Gus completely ignored him and strode into the bushes behind the treeline, grumbling under his breath. He found a place far enough away from the stakeout place to feel alone - but still close enough to feel safe - and settled in, humming lightly to himself. He was just finishing up when -

 _Snap._

Gus froze.

Heart quickening, he turned slowly. The dark shapes of trees were backlit by the bright full moon, making it fairly easy to see, even at night. Gus scanned the scenery for anything out of place, anything unfamiliar form hiding among the familiar ones.

Nothing.

 _Of course it's nothing._

Gus started laughing to himself to push the last of the bad feelings out as he turned to head back to the camp. _It'd be pretty stupid to get so freaked out after those campfire stories -_

But he didn't get the chance to finish his thought before a hand launched out of the bushes, wrapped around Gus's mouth and dragged him backwards into the darkness.

* * *

"Oh, for the love of god, would you stop crying?!"

"Uh-huh," Gus whimpered. "I will, I will, I will-" But his eyes kept brimming over until he could barely see straight.

"Oh my-" The sandy blonde man who'd grabbed him growled and dropped down to Gus's height. "We have guns," he said, shaking his rifle in Gus's face for emphasis, "and we will use them if we have to. Or if we want to. And if you don't stop crying and start acting your age, we will shoot you. Get the picture?"

Gus's face immediately sobered up and he nodded. "Yes sir, you've made the picture very clear sir, couldn't be clearer if it were carved from crystal and reflected in a puddle, si-"

"Also, shut up."

"Yes sir."

A few painfully silent minutes later, footsteps and heavy breathing thundered from behind, catching up to the group and pulling alongside Gus. "Sir! We searched the whole camp - there wasn't anybody else around. Looks like it was just Bud here, all on his own."

"I'm not Bud!" Gus automatically exclaimed, then clamped his mouth shut with his hand. The other men looked at him curiously but otherwise ignored his outburst.

"Anyway, there wasn't any sign of any others. Found some wolf prints, though. They were pretty big ones too."

Gus's heart lurched in his chest as a mental image of Shawn's mauled body lying somewhere in the woods flashed through his brain. Oh God, please don't let that be how he dies, not after all the ridiculous stuff we've gotten ourselves out of -

"Hey, Bud!" One of the guy jabbed him with the barrel of his gun and Gus tripped, only just managing to save himself from a face-plant. "We're talkin' to you! Were you camping all by yourself or did you have some friends?"
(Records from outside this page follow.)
//! Wertetypen des Bogenlängen-Walks: Segment und Walk-Zustand.

use super::waypoints::WaypointPath;
use glam::Vec3;
use serde::{Deserialize, Serialize};

/// Gerades Teilstück zwischen zwei aufeinanderfolgenden Wegpunkten.
#[derive(Debug, Clone, Copy, PartialEq)]
pub struct Segment {
    /// Startposition (Wegpunkt i)
    pub start: Vec3,
    /// Endposition (Wegpunkt i + 1)
    pub end: Vec3,
}

impl Segment {
    pub fn new(start: Vec3, end: Vec3) -> Self {
        Self { start, end }
    }

    /// Vollständiger Vektor `end - start`.
    pub fn vector(&self) -> Vec3 {
        self.end - self.start
    }

    /// Volle Segmentlänge.
    pub fn length(&self) -> f32 {
        self.vector().length()
    }

    /// Einheitsrichtung des Segments.
    pub fn direction(&self) -> Vec3 {
        self.vector().normalize_or_zero()
    }
}

/// Wie der Blend-Faktor `t` beim Heading-Übergang behandelt wird.
#[derive(Debug, Clone, Copy, PartialEq, Eq, Default, Serialize, Deserialize)]
#[serde(rename_all = "snake_case")]
pub enum BlendMode {
    /// `t` wird unverändert verwendet (kann < 0 oder > 1 werden)
    #[default]
    Unclamped,
    /// `t` wird auf `[0, 1]` begrenzt, das Heading bleibt eine echte Interpolation
    Clamped,
}

impl BlendMode {
    /// Blend-Faktor für die Restdistanz `remaining` im Segment der Länge `segment_length`.
    ///
    /// `t = 1 - (remaining - step) / segment_length`
    pub fn factor(self, remaining: f32, step_size: f32, segment_length: f32) -> f32 {
        let t = 1.0 - (remaining - step_size) / segment_length;
        match self {
            Self::Unclamped => t,
            Self::Clamped => t.clamp(0.0, 1.0),
        }
    }
}

/// Transienter Zustand des Walks.
///
/// Wird beim Start aus der Wegpunkt-Folge erzeugt und pro Sample bzw.
/// Segmentwechsel fortgeschrieben.
#[derive(Debug, Clone, Copy, PartialEq)]
pub struct WalkState {
    /// Index des aktuellen Segments
    pub segment_index: usize,
    /// Aktuelle Position (ggf. mitten im Segment oder leicht neben der Linie)
    pub position: Vec3,
    /// Aktuelles Heading (Einheitsvektor)
    pub heading: Vec3,
}

impl WalkState {
    /// Startzustand: erster Wegpunkt, Heading entlang des ersten Segments.
    pub fn start(path: &WaypointPath<'_>) -> Self {
        let segment = path.segment(0);
        Self {
            segment_index: 0,
            position: segment.start,
            heading: segment.direction(),
        }
    }

    /// Aktuelles Segment.
    pub fn segment(&self, path: &WaypointPath<'_>) -> Segment {
        path.segment(self.segment_index)
    }

    /// Vektor von der aktuellen Position zum Ende des aktuellen Segments.
    pub fn remaining(&self, path: &WaypointPath<'_>) -> Vec3 {
        self.segment(path).end - self.position
    }

    /// Wechselt auf das nächste Segment und setzt die Position auf dessen Start.
    ///
    /// Gibt false zurück, wenn kein weiteres Segment existiert.
    pub fn advance_segment(&mut self, path: &WaypointPath<'_>) -> bool {
        if !path.has_segment_after(self.segment_index) {
            return false;
        }
        self.segment_index += 1;
        self.position = path.segment(self.segment_index).start;
        true
    }

    /// Mischt das Heading Richtung `target` und geht einen Schritt weiter.
    ///
    /// Degeneriert die Mischung zum Nullvektor (genau gegenläufige Headings),
    /// wird direkt `target` übernommen.
    pub fn step(&mut self, target: Vec3, t: f32, step_size: f32) -> Vec3 {
        self.heading = self.heading.lerp(target, t).try_normalize().unwrap_or_else(|| {
            log::warn!(
                "Heading-Blend degeneriert in Segment {}, verwende Zielrichtung",
                self.segment_index
            );
            target
        });
        self.position += self.heading * step_size;
        self.position
    }
}

#[cfg(test)]
mod tests {
    use super::*;

    #[test]
    fn test_blend_factor_reaches_one_at_step_distance() {
        let t = BlendMode::Unclamped.factor(0.5, 0.5, 1.0);
        assert!((t - 1.0).abs() < 1e-6);
    }

    #[test]
    fn test_unclamped_factor_goes_negative_on_short_segments() {
        // Restdistanz weit größer als Segment + Schritt → t < 0
        let t = BlendMode::Unclamped.factor(5.0, 0.1, 1.0);
        assert!(t < 0.0);
        let clamped = BlendMode::Clamped.factor(5.0, 0.1, 1.0);
        assert_eq!(clamped, 0.0);
    }

    #[test]
    fn test_clamped_factor_keeps_heading_inside_blend() {
        // Position hinter dem Segmentstart, Heading quer zum Ziel:
        // Restdistanz 2 > Segment 1 + Schritt 0.1, also t ≈ -0.9
        let points = [Vec3::ZERO, Vec3::X];
        let path = WaypointPath::new(&points).unwrap();
        let mut behind = WalkState::start(&path);
        behind.position = Vec3::new(-1.0, 0.0, 0.0);
        behind.heading = Vec3::Y;

        let diff = behind.remaining(&path);
        let remaining = diff.length();
        let segment_length = behind.segment(&path).length();
        let t_free = BlendMode::Unclamped.factor(remaining, 0.1, segment_length);
        let t_clamped = BlendMode::Clamped.factor(remaining, 0.1, segment_length);
        assert!((t_free + 0.9).abs() < 1e-5);
        assert_eq!(t_clamped, 0.0);

        let mut free = behind;
        free.step(diff / remaining, t_free, 0.1);
        let mut clamped = behind;
        clamped.step(diff / remaining, t_clamped, 0.1);

        // Ungeklemmt extrapoliert das Heading vom Ziel weg
        assert!(free.heading.x < 0.0, "Heading {:?}", free.heading);
        assert!(free.heading.dot(Vec3::X) < 0.0);
        // Geklemmt bleibt es zwischen altem Heading und Ziel
        assert_eq!(clamped.heading, Vec3::Y);
        assert_eq!(clamped.position, Vec3::new(-1.0, 0.1, 0.0));
        assert_ne!(free.heading, clamped.heading);
    }

    #[test]
    fn test_advance_segment_snaps_to_segment_start() {
        let points = [Vec3::ZERO, Vec3::X, Vec3::new(1.0, 1.0, 0.0)];
        let path = WaypointPath::new(&points).unwrap();
        let mut state = WalkState::start(&path);
        state.position = Vec3::new(0.95, 0.0, 0.0);

        assert!(state.advance_segment(&path));
        assert_eq!(state.segment_index, 1);
        assert_eq!(state.position, Vec3::X);
        assert!(!state.advance_segment(&path));
    }

    #[test]
    fn test_opposite_heading_with_half_blend_falls_back_to_target() {
        let points = [Vec3::ZERO, Vec3::X];
        let path = WaypointPath::new(&points).unwrap();
        let mut state = WalkState::start(&path);

        let pos = state.step(Vec3::NEG_X, 0.5, 0.25);

        assert_eq!(state.heading, Vec3::NEG_X);
        assert_eq!(pos, Vec3::new(-0.25, 0.0, 0.0));
    }
}
//! Metro Rail Resampler Library.
//! Verteilt Samples in fester Bogenlänge entlang autorisierter Wegpunkt-Linien.

pub mod core;
pub mod io;
pub mod shared;

pub use crate::core::{
    derive_directions, resample, BlendMode, InvalidInputReason, MarkerStyle, PathResampler,
    RailLine, RailMarker, ResampleError, ResampledPath,
};
pub use crate::io::{load_waypoint_file, save_rail_line, WaypointFile};
pub use crate::shared::{polyline_length, ResamplerOptions, DEFAULT_STEP_SIZE};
"Uh-" Gus pulled his mind back into the Vault of Secrets. "Uh, oh no, no I was alone. Completely and utterly and entirely alone. I like to be alone, actually, and that's good, because there wasn't anybody with me at all, not even a little perso-"

"Shut up!"

"Okay."

The group went quiet again. Every slight movement and tiny sound on the edge of his peripherals made Gus jump, half-expecting to see a wolf come slinking out of the shadows. _Stupid Shawn with his stupid campfire stories - If he's still alive I'm gonna kill him-!_

One of the men came up behind Gus and pushed his shoulder, jarring Gus out of his thoughts and making heart jump a mile.

"We're here," he smirked.

Gus stumbled through a line of trees that let out into a small clearing covered in tents and people with guns. The group who'd caught him kept herding him around the campsite while the others stared, some with fingers twitching over their guns, most with murderous looks in their eyes and more than a few scars. Gus swallowed and desperately hoped that his skin color would camouflage him in the darkness.

The blonde guy prodded Gus with his gun, forcing him into a tent. The inside was lit with a single candle that was sitting in the center of a small table. Gus took a deep sniff as he moved around to the far side of the table.

"Is that candle scented with lemo-"

"Keep quiet," his captor hissed, tripping Gus into the chair with a thud. "The boss is gonna be here any second, and when he does, you better say what he wants you to say and nothing else. Got it?"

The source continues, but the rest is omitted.